I like the idea of having dynamic/automatic block importing. It was a consideration from the beginning. However, I realized that there was no way to "not" have to write some kind of definition for every block. After my 0.5 version of GRC, I switched to this current "signal blocks defs" format. It has been very versatile and manageable.

I would like to make some blocks automatic, but I do not see a way to escape programming in many of the blocks manually. In fact, there are many block definitions that are creative and not just a mechanized copy of a gnu radio block.

First, there is the notion of a super block. GRC combines blocks of similar functionality but different data types into a "super block". Some super blocks represent up to 16 different GNU Radio blocks (just based on different data type combos).

Obviously, the add_xx's should all belong to the same super block. Because they have infinite inputs, I had to add an Integer parameter to the block that controls the number of inputs dynamically. How else can GRC know how many inputs to draw?

Even less obvious are the filters. A filter's functionality is actually defined by the taps. In GRC, filters of all types are grouped together. The actual block represents a particular taps generating method from gr.firdes. Therefore, the filters appear as lowpass, highpass, band... and each filter can be FIR decimation, xlating fft... A mechanized filter implementation would have a separate block for each type (FIR, interp, decim, xlating...) and ask the user for a taps array. Assuming that the user should not have to enter taps, GRC has a limitation: It is not a python script, and you cannot create a taps variable from a gr.firdes method.

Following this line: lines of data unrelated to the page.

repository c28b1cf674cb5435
//! CLI argument definitions using clap
//!
//! This module contains all the clap structs and enums for parsing CLI
//! arguments. The actual command implementations are in the `commands`
//! module.

use std::path::PathBuf;

use clap::{Parser, Subcommand};

/// Tally - Track accounts, imports, and recurring transactions
#[derive(Parser)]
#[command(name = "tally")]
#[command(about = "Personal finance tracker", long_about = None)]
#[command(version)]
pub struct Cli {
    /// Database path
    #[arg(long, default_value = "tally.db", global = true)]
    pub db: PathBuf,

    /// Enable verbose logging
    #[arg(short, long, global = true)]
    pub verbose: bool,

    #[command(subcommand)]
    pub command: Commands,
}

#[derive(Subcommand)]
pub enum Commands {
    /// Initialize the database
    Init,

    /// Manage accounts
    Accounts {
        #[command(subcommand)]
        action: Option<AccountsAction>,
    },

    /// Import a statement (CSV, or an image/text file via the extraction backend)
    Import {
        /// Statement file to import
        #[arg(short, long)]
        file: PathBuf,

        /// Account to import into (created if missing)
        #[arg(short, long)]
        account: String,
    },

    /// Manage recurring transactions
    Recurring {
        #[command(subcommand)]
        action: Option<RecurringAction>,
    },

    /// Suggest recurring definitions from transaction history
    Suggest,

    /// List transactions
    Transactions {
        /// Only show transactions for this account
        #[arg(short, long)]
        account: Option<String>,

        /// Maximum number of transactions to show
        #[arg(short, long, default_value = "20")]
        limit: i64,
    },
}

#[derive(Subcommand)]
pub enum AccountsAction {
    /// Add an account
    Add {
        /// Account name
        name: String,
    },
}

#[derive(Subcommand)]
pub enum RecurringAction {
    /// List recurring definitions
    List,

    /// Add a recurring definition
    Add {
        /// Description copied onto materialized transactions
        #[arg(short, long)]
        description: String,

        /// Amount (negative = expense, positive = income)
        #[arg(short, long, allow_hyphen_values = true)]
        amount: f64,

        /// Interval: daily, weekly, monthly, yearly
        #[arg(short, long)]
        interval: String,

        /// First scheduled date (YYYY-MM-DD)
        #[arg(short, long)]
        start: String,

        /// Account to book materialized transactions into
        #[arg(long)]
        account: Option<String>,

        /// Category label for materialized transactions
        #[arg(long)]
        category: Option<String>,
    },

    /// Fire everything due and advance schedules
    Run {
        /// Process as of this date (YYYY-MM-DD, default today)
        #[arg(long)]
        date: Option<String>,
    },

    /// Deactivate a definition (keeps its history)
    Pause {
        /// Definition id
        id: i64,
    },

    /// Reactivate a paused definition
    Resume {
        /// Definition id
        id: i64,
    },
}
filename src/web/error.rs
//! API error handling for the preview store Web API.

use axum::{
    http::StatusCode,
    response::{IntoResponse, Response},
    Json,
};
use serde::Serialize;

use crate::PreviewError;

/// API error codes.
#[derive(Debug, Clone, Copy, PartialEq, Eq)]
pub enum ErrorCode {
    /// Bad request (400).
    BadRequest,
    /// Not found (404).
    NotFound,
    /// Internal server error (500).
    InternalError,
}

impl ErrorCode {
    /// Get the HTTP status code for this error.
    pub fn status_code(&self) -> StatusCode {
        match self {
            ErrorCode::BadRequest => StatusCode::BAD_REQUEST,
            ErrorCode::NotFound => StatusCode::NOT_FOUND,
            ErrorCode::InternalError => StatusCode::INTERNAL_SERVER_ERROR,
        }
    }
}

/// API error response body: `{"error": "..."}`.
#[derive(Debug, Serialize)]
pub struct ErrorBody {
    /// Human-readable message.
    pub error: String,
}

/// API error type.
#[derive(Debug)]
pub struct ApiError {
    code: ErrorCode,
    message: String,
}

impl ApiError {
    /// Create a new API error.
    pub fn new(code: ErrorCode, message: impl Into<String>) -> Self {
        Self {
            code,
            message: message.into(),
        }
    }

    /// Create a bad request error.
    pub fn bad_request(message: impl Into<String>) -> Self {
        Self::new(ErrorCode::BadRequest, message)
    }

    /// Create a not found error.
    pub fn not_found(message: impl Into<String>) -> Self {
        Self::new(ErrorCode::NotFound, message)
    }

    /// Create an internal server error.
    pub fn internal(message: impl Into<String>) -> Self {
        Self::new(ErrorCode::InternalError, message)
    }

    /// Error code of this error.
    pub fn code(&self) -> ErrorCode {
        self.code
    }

    /// Message sent to the client.
    pub fn message(&self) -> &str {
        &self.message
    }
}

impl IntoResponse for ApiError {
    fn into_response(self) -> Response {
        let status = self.code.status_code();
        let body = ErrorBody {
            error: self.message,
        };
        (status, Json(body)).into_response()
    }
}

impl std::fmt::Display for ApiError {
    fn fmt(&self, f: &mut std::fmt::Formatter<'_>) -> std::fmt::Result {
        write!(f, "{:?}: {}", self.code, self.message)
    }
}

impl std::error::Error for ApiError {}

impl From<PreviewError> for ApiError {
    fn from(err: PreviewError) -> Self {
        match err {
            PreviewError::Validation(msg) => ApiError::bad_request(msg),
            PreviewError::NotFound(_) => ApiError::not_found("File not found"),
            // Keep host paths out of the response body
            PreviewError::Io(e) => {
                tracing::error!("Storage I/O error: {}", e);
                ApiError::internal(format!("Storage error: {}", e.kind()))
            }
            PreviewError::Config(msg) => {
                tracing::error!("Configuration error: {}", msg);
                ApiError::internal("An internal error occurred")
            }
        }
    }
}
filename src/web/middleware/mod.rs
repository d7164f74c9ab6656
//! Middleware for Web API.

pub mod cors;

pub use cors::create_cors_layer;
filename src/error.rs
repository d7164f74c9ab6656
//! Error types for the preview store.

use thiserror::Error;

/// Common error type for the preview store.
#[derive(Error, Debug)]
pub enum PreviewError {
    /// I/O error.
    #[error("I/O error: {0}")]
    Io(#[from] std::io::Error),

    /// Validation error for caller-supplied names or input.
    #[error("validation error: {0}")]
    Validation(String),

    /// Resource not found.
    #[error("{0} not found")]
    NotFound(String),

    /// Configuration error.
    #[error("configuration error: {0}")]
    Config(String),
}

/// Result type alias for preview store operations.
pub type Result<T> = std::result::Result<T, PreviewError>;
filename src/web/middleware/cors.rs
//! CORS middleware configuration.

use axum::http::header::{ACCEPT, CONTENT_TYPE};
use axum::http::{HeaderValue, Method};
use tower_http::cors::{Any, CorsLayer};

/// Methods used by the upload and delete endpoints.
const ALLOWED_METHODS: [Method; 4] = [Method::GET, Method::POST, Method::DELETE, Method::OPTIONS];

/// Create a CORS layer from the configured origins.
///
/// With no usable origins any origin is allowed (without credentials), which
/// matches a browser preview client served from a different port.
pub fn create_cors_layer(origins: &[String]) -> CorsLayer {
    let parsed_origins: Vec<HeaderValue> = origins
        .iter()
        .filter_map(|o| match o.parse() {
            Ok(v) => Some(v),
            Err(_) => {
                tracing::warn!("Ignoring invalid CORS origin: {}", o);
                None
            }
        })
        .collect();

    if parsed_origins.is_empty() {
        CorsLayer::new()
            .allow_methods(ALLOWED_METHODS)
            .allow_headers(Any)
            .allow_origin(Any)
    } else {
        CorsLayer::new()
            .allow_methods(ALLOWED_METHODS)
            .allow_headers([CONTENT_TYPE, ACCEPT])
            .allow_origin(parsed_origins)
    }
}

There is a similar issue with the trellis blocks: GRC does not know about fsm data types. It only knows primitive types and arrays of primitive types. The trellis blocks work around this by asking the user for a file the represents a fsm data type. Then in the signalblockdef, this file is converted to a fsm and the actual gnu radio block is created using this data type.

Second, the way to implement callbacks is not 100% mechanized. A callback allows you to change a block's parameter during runtime via a slider. Some callbacks are obvious: set_samp_rate, set_decim, set_ampl.... Some are unnecessary: changing the noise type from Gaussian to Laplace cannot be done because they were chosen from an Enum type (a minor detail).

But once again, our friends the filters are unique: Each filter has a set_taps method, but you cannot change the taps with a slider. A sider can change the cutoff freq, then the gr.firdes taps generator has to be called, and then the set_taps method can be called.

And of course, the graphical blocks are special cases. The enumerated choices for audio source/sink rates are special cases. Sometimes you may wish to give blocks parameters they do not really have (for ease of use) and then do some kind of translation when making the gnu radio block.

Some issues are limitations of GRC, others are done out of atheistics and ease of use. We cannot escape manually programming in certain blocks. Fortunately, the number of blocks in GNU radio is finite, and the time taken to manually add any block to GRC is trivial compared to the effort put into the actual block. But what about those blocks that are mechanical? They have a simple/strait forward correlation between grc implementation and gnu radio implementation. Well, the simplest idea that I can think of is recording the important information into parse-able doc strings.

@name <canonical name>
@category <category id>
@superblock/family <block family id (optional)>
@inputs <datatype> <num inputs>
@outputs <datatype> <num output>
@param <datatype> <canonical name> <default value (optional)> <description (optional)>
@param .........
@param ......
@grc (tells grc that it is good to import)
<description of block>

Of course, the @param's would have to be in the same order as the blocks constructor. If a block has inputs of different data types, one could have @input <data type> for each input (same idea for outputs). Ignoring GRC, if all blocks had doc strings as above, the quality of the documentation of gnu radio blocks would be drastically improved. A formal definition for a gnu radio doc string would be good to have (and use).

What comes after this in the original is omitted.